Es ist ein spektakuläres Kunstprojekt der Ruhrfestspiele, das am Sonntag auf der Halde Hoheward stattfinden sollte. Doch „The Walk“ musste wegen einer Sturmwarnung abgesagt werden. Die gute Nachricht: Am Montag, 4. Oktober, von 14 bis 15 Uhr, findet das Spektakel statt.
Little Amal. © Joag van Rooyen

Auf der Halde Hoheward wollten lokale Schulen, Vereine, Initiativen und Menschenrechtsorganisationen am Sonntag, 3. Oktober, das Flüchtlingsmädchen Amal begrüßen. Amal ist eigentlich ein kleines Mädchen. Ein Kind auf der Flucht, auf der Suche nach seiner Mutter. Ihre Route ist die von Tausenden. Sie startete im Juli dieses Jahres an der syrisch-türkischen Grenze und bahnt sich seitdem ihren Weg durch die Türkei nach Europa.

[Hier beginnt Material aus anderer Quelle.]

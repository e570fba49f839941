//! Global WeCom/WeChat errcode helpers for credential-related failures
//!
//! Purpose
//! - Map well-known errcode values returned by token and suite endpoints to categories and hints
//! - Tell callers when a provider error means "force a token refresh, then retry once"
//!
//! Notes
//! - Always make program logic depend on `errcode` rather than `errmsg`.
//! - Unknown codes are categorized as `Unknown` with a conservative policy: no retry,
//!   no token refresh recommendation.

/// High-level classification for an error code.
#[derive(Debug, Clone, Copy, PartialEq, Eq)]
pub enum ErrorCategory {
    /// Success (errcode = 0)
    Success,
    /// Temporary/system busy (retryable)
    TemporarySystem,
    /// Credential problem that a fresh token fixes
    TokenExpired,
    /// Wrong ids/secrets/tickets; refreshing will not help
    Credential,
    /// Rate limit or quota
    Limit,
    /// Caller not allowed (ip whitelist, missing authorization)
    Forbidden,
    /// Unknown/Uncategorized
    Unknown,
}

/// Classify errcode into a category.
pub fn category_for(code: i64) -> ErrorCategory {
    match code {
        0 => ErrorCategory::Success,
        -1 => ErrorCategory::TemporarySystem,
        40014 | 40082 | 42001 | 42009 => ErrorCategory::TokenExpired,
        40001 | 40013 | 40083 | 40084 | 40085 | 40086 | 40125 => ErrorCategory::Credential,
        45009 | 45033 => ErrorCategory::Limit,
        48001 | 60020 => ErrorCategory::Forbidden,
        _ => ErrorCategory::Unknown,
    }
}

/// Returns a friendly hint for a known errcode.
pub fn hint_for(code: i64) -> &'static str {
    match code {
        -1 => "System busy; retry with backoff.",
        0 => "Success.",
        40001 => "Invalid secret or token; verify the secret matches the id it is paired with.",
        40013 => "Invalid corpid; corp ids start with 'ww'.",
        40014 => "Invalid access_token; force a refresh and retry once.",
        40082 => "Invalid suite_access_token; force a refresh and retry once.",
        40083 => "Invalid suite_id; check the suite configuration.",
        40084 => "Invalid permanent_code; the authorization may have been revoked.",
        40085 => {
            "Invalid suite_ticket; wait for the next suite_ticket push (every 10 minutes) before refreshing."
        }
        40086 => "Invalid third-party app id.",
        40125 => "Invalid secret; do not mix OA/MP appsecret with WeCom ids.",
        42001 => "access_token expired; force a refresh and retry once.",
        42009 => "suite_access_token expired; force a refresh and retry once.",
        45009 => "API call frequency limit exceeded; slow down and cache tokens.",
        45033 => "Concurrent call limit exceeded; reduce parallelism.",
        48001 => "API not authorized for this app.",
        60020 => "Caller IP not in the trusted list; update the allow-list in the admin console.",
        _ => "Unknown code; refer to official docs and logs for details.",
    }
}

/// Whether to refresh/reacquire the token for this code.
pub fn should_refresh_token(code: i64) -> bool {
    matches!(category_for(code), ErrorCategory::TokenExpired)
}

/// Return true if this error looks temporary (safe to retry with backoff).
pub fn is_temporary(code: i64) -> bool {
    matches!(category_for(code), ErrorCategory::TemporarySystem)
}

/// Produce a concise, human-readable explanation string.
pub fn explain(errcode: i64, errmsg: &str) -> String {
    let mut parts = vec![
        format!("errcode={} ({:?})", errcode, category_for(errcode)),
        format!("hint: {}", hint_for(errcode)),
    ];
    if should_refresh_token(errcode) {
        parts.push("refresh_token: yes".to_string());
    } else {
        parts.push("refresh_token: no".to_string());
    }
    if !errmsg.is_empty() {
        parts.push(format!("errmsg: {}", errmsg));
    }
    parts.join(" | ")
}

Aber Amal ist nicht einfach ein kleines Mädchen. Sie ist eine Puppe, „The Walk“ ein internationales, grenzübergreifendes Kunstprojekt, initiiert von den Londoner Good Chance Productions. Die dreieinhalb Meter große Puppe der kleinen Amal wurde von der renommierten Handspring Puppet Company kreiert. Rund 8.000 Kilometer durch acht Länder wird Little Amal zurücklegen, um auf die Flüchtlingskrise aufmerksam zu machen. Im Fokus die Kinder, die weltweit auf der Flucht sind, oftmals getrennt von ihren Familien.

Leider mussten die Ruhrfestspiele allerdings aktuell mitteilen, dass „The Walk“ wegen der angekündigten Sturmwarnung ausfallen muss. Doch am Montag, 4. Oktober, findet das Spektakel von 14 bis 15 Uhr dennoch statt.